The morning before I entered first grade--kindergarten had yet to reach small-town Indiana--my parents drove me to the county courthouse in Valparaiso. In a room with an impossibly high ceiling, the judge granted me a new last name to replace one I didn’t even know I had.
After court, we stopped at an ice cream parlor. As I gobbled a mocha chip sundae, my parents instructed me not to tell my little sister my mother had been married before, or that I was only her half-brother. Instant glee! I had a secret to hold over her.
Except for that day, my parentage was never openly discussed. My mother, Lee, had been married to a silk-screen artist named Milan when I was conceived. We received child support from him for a few years, even though she had gotten remarried to Bill, the only Dad I knew.
Still, as a teenager I realized my evolving looks were being scrutinized for a family game of “Who’s Your Daddy?” Unlike Milan, I didn’t look Serbian. Unlike Bill, I didn’t look Eastern European Jewish. Both of them had dark hair. I resembled my maternal uncles Bud and Norman —light-skinned, light-haired, with ancestry they called early American.
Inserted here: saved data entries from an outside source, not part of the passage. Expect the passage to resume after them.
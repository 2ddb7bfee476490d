// SPDX-License-Identifier: BUSL-1.1
// Copyright (c) 2026 Alfred Jean LLC

//! Shared error taxonomy (§7). Each crate also defines its own
//! `thiserror` error enum for its own internal failure modes; this type is
//! the small closed set the HTTP surface (C8) maps to status codes.

use thiserror::Error;

#[derive(Debug, Error, Clone, PartialEq, Eq)]
pub enum ErrorKind {
    #[error("bad request: {0}")]
    BadRequest(String),
    #[error("a job is already running")]
    Conflict,
    #[error("not found")]
    NotFound,
    #[error("invalid state for this operation: {0}")]
    InvalidState(String),
    #[error("child process failed: {0}")]
    ChildFailed(String),
    #[error("tracker unavailable: {0}")]
    TrackerUnavailable(String),
    #[error("io error: {0}")]
    Io(String),
}
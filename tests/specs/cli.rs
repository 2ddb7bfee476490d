// SPDX-License-Identifier: BUSL-1.1
// Copyright (c) 2026 Alfred Jean LLC

//! `jobcorectl` driven against a real `jobcored` instance, in JSON mode so
//! assertions don't have to parse ANSI-colored table text.

use crate::support::{Entrypoint, TestDaemon};
use assert_cmd::Command;
use serde_json::Value;

fn jobcorectl(daemon: &TestDaemon) -> Command {
    let mut cmd = Command::cargo_bin("jobcorectl").expect("find jobcorectl binary");
    cmd.arg("--daemon-url").arg(&daemon.base_url).arg("--format").arg("json");
    cmd
}

fn parse_stdout(output: &std::process::Output) -> Value {
    serde_json::from_slice(&output.stdout).expect("jobcorectl stdout is valid json")
}

#[tokio::test]
async fn submit_status_and_list_round_trip() {
    let daemon = TestDaemon::spawn(Entrypoint::Sleep(3)).await;

    let submit_out = jobcorectl(&daemon)
        .args(["submit", "demo-model", "--strategy", "queue"])
        .output()
        .expect("run jobcorectl submit");
    assert!(submit_out.status.success(), "{submit_out:?}");
    let submit_body = parse_stdout(&submit_out);
    assert_eq!(submit_body["status"], "started");
    let job_id = submit_body["job_id"].as_str().unwrap().to_string();

    let status_out = jobcorectl(&daemon).args(["status", &job_id]).output().expect("run jobcorectl status");
    assert!(status_out.status.success());
    let status_body = parse_stdout(&status_out);
    assert_eq!(status_body["config"]["model_name"], "demo-model");

    let list_out = jobcorectl(&daemon).arg("list").output().expect("run jobcorectl list");
    assert!(list_out.status.success());
    let jobs = parse_stdout(&list_out);
    assert_eq!(jobs.as_array().unwrap().len(), 1);
}

#[tokio::test]
async fn queue_and_cancel_via_cli() {
    let daemon = TestDaemon::spawn(Entrypoint::Sleep(5)).await;

    jobcorectl(&daemon)
        .args(["submit", "alpha", "--strategy", "queue"])
        .output()
        .expect("submit alpha");

    let submit_beta = jobcorectl(&daemon)
        .args(["submit", "beta", "--strategy", "queue"])
        .output()
        .expect("submit beta");
    let beta_body = parse_stdout(&submit_beta);
    assert_eq!(beta_body["status"], "queued");
    let beta_id = beta_body["job_id"].as_str().unwrap().to_string();

    let queue_out = jobcorectl(&daemon).arg("queue").output().expect("run jobcorectl queue");
    let queue_body = parse_stdout(&queue_out);
    assert_eq!(queue_body["holding"], true);
    assert_eq!(queue_body["queue_length"], 1);

    let cancel_out = jobcorectl(&daemon).args(["cancel", &beta_id]).output().expect("run jobcorectl cancel");
    assert!(cancel_out.status.success(), "{cancel_out:?}");

    let status_out = jobcorectl(&daemon).args(["status", &beta_id]).output().expect("run jobcorectl status");
    let status_body = parse_stdout(&status_out);
    assert_eq!(status_body["status"], "cancelled");
}

#[tokio::test]
async fn status_of_unknown_job_fails_with_nonzero_exit() {
    let daemon = TestDaemon::spawn(Entrypoint::Sleep(1)).await;

    let out = jobcorectl(&daemon).args(["status", "job-does-not-exist"]).output().expect("run jobcorectl status");
    assert!(!out.status.success());
}
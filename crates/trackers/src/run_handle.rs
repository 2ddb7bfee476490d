// SPDX-License-Identifier: BUSL-1.1
// Copyright (c) 2026 Alfred Jean LLC

//! Opaque reference to an active tracker run (§3 `RunHandle`).

use jobcore_core::TrackingBackend;

#[derive(Debug, Clone)]
pub struct RunHandle {
    pub run_id: String,
    pub tracking_url: String,
    pub backend: TrackingBackend,
}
Vlae, Bill, Tempra, Lee, Christmas 1962
Bud, Dad, Norman, my Grandfather Lyle --When lapel pulling was the height of style
Once a great-aunt on Dad’s side, visiting from Canada, remarked on my similarity with blond relatives she remembered from Ukraine. But Aunt Freda, a practical immigrant who had little use for my artistically minded Mother, couldn’t see any resemblance to their family.
I can’t say I wondered about it much, except for this: If Dad wasn’t my real father, was I still half-Jewish, or all Christian? Neither of my parents was religious, but they had relatives who were, and the two families were never invited over at the same time.
One night when I was a teenager, my father came home from a long day at his import crafts store. Mother was just back from a horseback ride. Dinner was not being prepared. A vodka martini or two later, the fight began. A hand-crafted Tonala serving dish, bought back from Mexico by my father, flew through the air and shattered against the wall.
“You know she was married before, right?” Dad yelled. “She doesn’t work and she doesn’t keep house either. She acted the same way with her first husband.”
My sister ran to her room, crying. The secret was out. A few years later, they divorced. Neither remarried.
In the 1990s, Dad retired to New Mexico. He had house built and furnished it with Mexican and Native American crafts. Mother visited him for extended periods in the winter. They liked to cross the border at Juarez, shop for hand-crafted furniture and decorations, and hit up Chihuahua Charlie’s for margaritas. They would return buzzed to Las Cruces, get into an argument, and retire to separate floors. She wanted to move in. He said no.
Dad, who had started smoking as a nine-year-old dead end kid, developed lung cancer. That summer, he finally brought up the unmentionable subject.
Genetic testing was just becoming readily available. “I thought about getting the test and having you get one, but at this point it doesn’t make any difference.”
I agreed. Milan had rejected my inquiries when I was a young man, so screw him. Either way, I only had one Dad.
After Dad died, Mother moved into the house my sister and I had inherited. She made it even more of a showpiece as well as a shrine to him.
In 2011, when she was eighty-two and I was fifty-seven, she poured my coffee into a Tonala mug on the deck overlooking the saw-toothed Organ Mountains.
“Vlae, I had the test done and I paid for one for you too.”
For the first time, she told me the story. During World War II, she, Bill, and Milan began working together at Chicago’s Polk Brothers electronics store. A love triangle developed.
At seventeen, she married Milan, a decade older. She didn’t love him but was taken by his Old World courtship and her desire to get out of the house of her autocratic father. Her mother cried.
Still, she never lost contact with Bill. When he returned from the Army, they picked up on their old affair. In July 1953, she packed up her bags and they hightailed it to a summer hotel in the Indiana Dunes.
I arrived the following Easter Sunday. The timing was such she didn’t know if Milan or Bill was my father.
Now, she wanted an answer before she died. A company called 23AndMe promised to identify one’s ethnic heritage. I spit into a barcoded tube and mailed away the sample.
Three weeks later, I opened the envelope.
“Forty-three percent Northwest European, forty-three percent Eastern European Jewish, fourteen percent other.” So Dad was my Dad. I fist-pumped “Yesss...”
What would have happened if we had known when I was growing up? Maybe he wouldn’t have been so distant. Maybe I would have felt Jewish instead of celebrating Christmas and ignoring religion the other 364 days.
I phoned Mother. She started to cry.
“I wish Bill could hear this,” she said. “It would have meant so much to him.”